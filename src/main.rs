//! MCP Server Entry Point
//!
//! Initializes logging, loads configuration, and starts the server with the
//! configured transport.

use anyhow::Result;
use tracing::{Level, info, warn};
use tracing_subscriber::{EnvFilter, fmt};

use shipstation_mcp_server::core::{Config, McpServer, TransportService};

#[tokio::main]
async fn main() -> Result<()> {
    let config = Config::from_env();

    init_logging(&config.logging.level);

    info!("Starting {} v{}", config.server.name, config.server.version);

    if !config.api.has_credentials() {
        warn!(
            "SHIPSTATION_API_KEY and SHIPSTATION_API_SECRET are not both set; \
             API calls will be rejected by ShipStation"
        );
    }

    let server = McpServer::new(config.clone())?;

    info!(base_url = %config.api.base_url, "Server initialized");

    let transport = TransportService::new(config.transport);
    transport.run(server).await?;

    info!("Server shutting down");

    Ok(())
}

/// Initialize the logging subsystem.
///
/// Logs are written to stderr; stdout carries the MCP protocol in STDIO mode.
fn init_logging(level: &str) {
    let level = match level.to_lowercase().as_str() {
        "trace" => Level::TRACE,
        "debug" => Level::DEBUG,
        "info" => Level::INFO,
        "warn" => Level::WARN,
        "error" => Level::ERROR,
        _ => Level::INFO,
    };

    let filter = EnvFilter::from_default_env().add_directive(level.into());

    fmt()
        .with_env_filter(filter)
        .with_target(true)
        .with_writer(std::io::stderr)
        .init();
}
//! Request description passed to the ShipStation API client.

use std::fmt;

use serde_json::{Map, Value};

/// Query parameters for `GET` requests, keyed by their wire name.
pub type QueryParams = Map<String, Value>;

/// HTTP methods used by the ShipStation API.
#[derive(Debug, Clone, Copy, PartialEq, Eq, Hash)]
pub enum HttpMethod {
    Get,
    Post,
    Put,
    Delete,
}

impl HttpMethod {
    /// The method name as sent on the wire.
    pub fn as_str(&self) -> &'static str {
        match self {
            Self::Get => "GET",
            Self::Post => "POST",
            Self::Put => "PUT",
            Self::Delete => "DELETE",
        }
    }
}

impl fmt::Display for HttpMethod {
    fn fmt(&self, f: &mut fmt::Formatter<'_>) -> fmt::Result {
        f.write_str(self.as_str())
    }
}

impl From<HttpMethod> for reqwest::Method {
    fn from(method: HttpMethod) -> Self {
        match method {
            HttpMethod::Get => reqwest::Method::GET,
            HttpMethod::Post => reqwest::Method::POST,
            HttpMethod::Put => reqwest::Method::PUT,
            HttpMethod::Delete => reqwest::Method::DELETE,
        }
    }
}

/// A single call against the ShipStation API.
///
/// `query` is only sent for `GET` requests and `body` only for the other
/// methods; the client drops whichever one does not apply.
#[derive(Debug, Clone, PartialEq)]
pub struct ApiRequest {
    pub method: HttpMethod,
    pub path: String,
    pub body: Option<Value>,
    pub query: Option<QueryParams>,
}

impl ApiRequest {
    pub fn new(method: HttpMethod, path: impl Into<String>) -> Self {
        Self {
            method,
            path: path.into(),
            body: None,
            query: None,
        }
    }

    pub fn get(path: impl Into<String>) -> Self {
        Self::new(HttpMethod::Get, path)
    }

    pub fn post(path: impl Into<String>) -> Self {
        Self::new(HttpMethod::Post, path)
    }

    pub fn put(path: impl Into<String>) -> Self {
        Self::new(HttpMethod::Put, path)
    }

    pub fn delete(path: impl Into<String>) -> Self {
        Self::new(HttpMethod::Delete, path)
    }

    /// Attach a JSON payload.
    pub fn with_body(mut self, body: Value) -> Self {
        self.body = Some(body);
        self
    }

    /// Attach query parameters. An empty map leaves the query unset.
    pub fn with_query(mut self, query: QueryParams) -> Self {
        self.query = if query.is_empty() { None } else { Some(query) };
        self
    }
}

impl fmt::Display for ApiRequest {
    fn fmt(&self, f: &mut fmt::Formatter<'_>) -> fmt::Result {
        write!(f, "{} {}", self.method, self.path)
    }
}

━━━

# Work to complete
Once you have read the records, output each one exactly as written.

# Final answer
filename src/main.rs
//! MCP Server Entry Point
//!
//! Initializes logging, loads configuration, and starts the server with the
//! configured transport.

use anyhow::Result;
use tracing::{Level, info, warn};
use tracing_subscriber::{EnvFilter, fmt};

use shipstation_mcp_server::core::{Config, McpServer, TransportService};

#[tokio::main]
async fn main() -> Result<()> {
    let config = Config::from_env();

    init_logging(&config.logging.level);

    info!("Starting {} v{}", config.server.name, config.server.version);

    if !config.api.has_credentials() {
        warn!(
            "SHIPSTATION_API_KEY and SHIPSTATION_API_SECRET are not both set; \
             API calls will be rejected by ShipStation"
        );
    }

    let server = McpServer::new(config.clone())?;

    info!(base_url = %config.api.base_url, "Server initialized");

    let transport = TransportService::new(config.transport);
    transport.run(server).await?;

    info!("Server shutting down");

    Ok(())
}

/// Initialize the logging subsystem.
///
/// Logs are written to stderr; stdout carries the MCP protocol in STDIO mode.
fn init_logging(level: &str) {
    let level = match level.to_lowercase().as_str() {
        "trace" => Level::TRACE,
        "debug" => Level::DEBUG,
        "info" => Level::INFO,
        "warn" => Level::WARN,
        "error" => Level::ERROR,
        _ => Level::INFO,
    };

    let filter = EnvFilter::from_default_env().add_directive(level.into());

    fmt()
        .with_env_filter(filter)
        .with_target(true)
        .with_writer(std::io::stderr)
        .init();
}
//! Request description passed to the ShipStation API client.

use std::fmt;

use serde_json::{Map, Value};

/// Query parameters for `GET` requests, keyed by their wire name.
pub type QueryParams = Map<String, Value>;

/// HTTP methods used by the ShipStation API.
#[derive(Debug, Clone, Copy, PartialEq, Eq, Hash)]
pub enum HttpMethod {
    Get,
    Post,
    Put,
    Delete,
}

impl HttpMethod {
    /// The method name as sent on the wire.
    pub fn as_str(&self) -> &'static str {
        match self {
            Self::Get => "GET",
            Self::Post => "POST",
            Self::Put => "PUT",
            Self::Delete => "DELETE",
        }
    }
}

impl fmt::Display for HttpMethod {
    fn fmt(&self, f: &mut fmt::Formatter<'_>) -> fmt::Result {
        f.write_str(self.as_str())
    }
}

impl From<HttpMethod> for reqwest::Method {
    fn from(method: HttpMethod) -> Self {
        match method {
            HttpMethod::Get => reqwest::Method::GET,
            HttpMethod::Post => reqwest::Method::POST,
            HttpMethod::Put => reqwest::Method::PUT,
            HttpMethod::Delete => reqwest::Method::DELETE,
        }
    }
}

/// A single call against the ShipStation API.
///
/// `query` is only sent for `GET` requests and `body` only for the other
/// methods; the client drops whichever one does not apply.
#[derive(Debug, Clone, PartialEq)]
pub struct ApiRequest {
    pub method: HttpMethod,
    pub path: String,
    pub body: Option<Value>,
    pub query: Option<QueryParams>,
}

impl ApiRequest {
    pub fn new(method: HttpMethod, path: impl Into<String>) -> Self {
        Self {
            method,
            path: path.into(),
            body: None,
            query: None,
        }
    }

    pub fn get(path: impl Into<String>) -> Self {
        Self::new(HttpMethod::Get, path)
    }

    pub fn post(path: impl Into<String>) -> Self {
        Self::new(HttpMethod::Post, path)
    }

    pub fn put(path: impl Into<String>) -> Self {
        Self::new(HttpMethod::Put, path)
    }

    pub fn delete(path: impl Into<String>) -> Self {
        Self::new(HttpMethod::Delete, path)
    }

    /// Attach a JSON payload.
    pub fn with_body(mut self, body: Value) -> Self {
        self.body = Some(body);
        self
    }

    /// Attach query parameters. An empty map leaves the query unset.
    pub fn with_query(mut self, query: QueryParams) -> Self {
        self.query = if query.is_empty() { None } else { Some(query) };
        self
    }
}

impl fmt::Display for ApiRequest {
    fn fmt(&self, f: &mut fmt::Formatter<'_>) -> fmt::Result {
        write!(f, "{} {}", self.method, self.path)
    }
}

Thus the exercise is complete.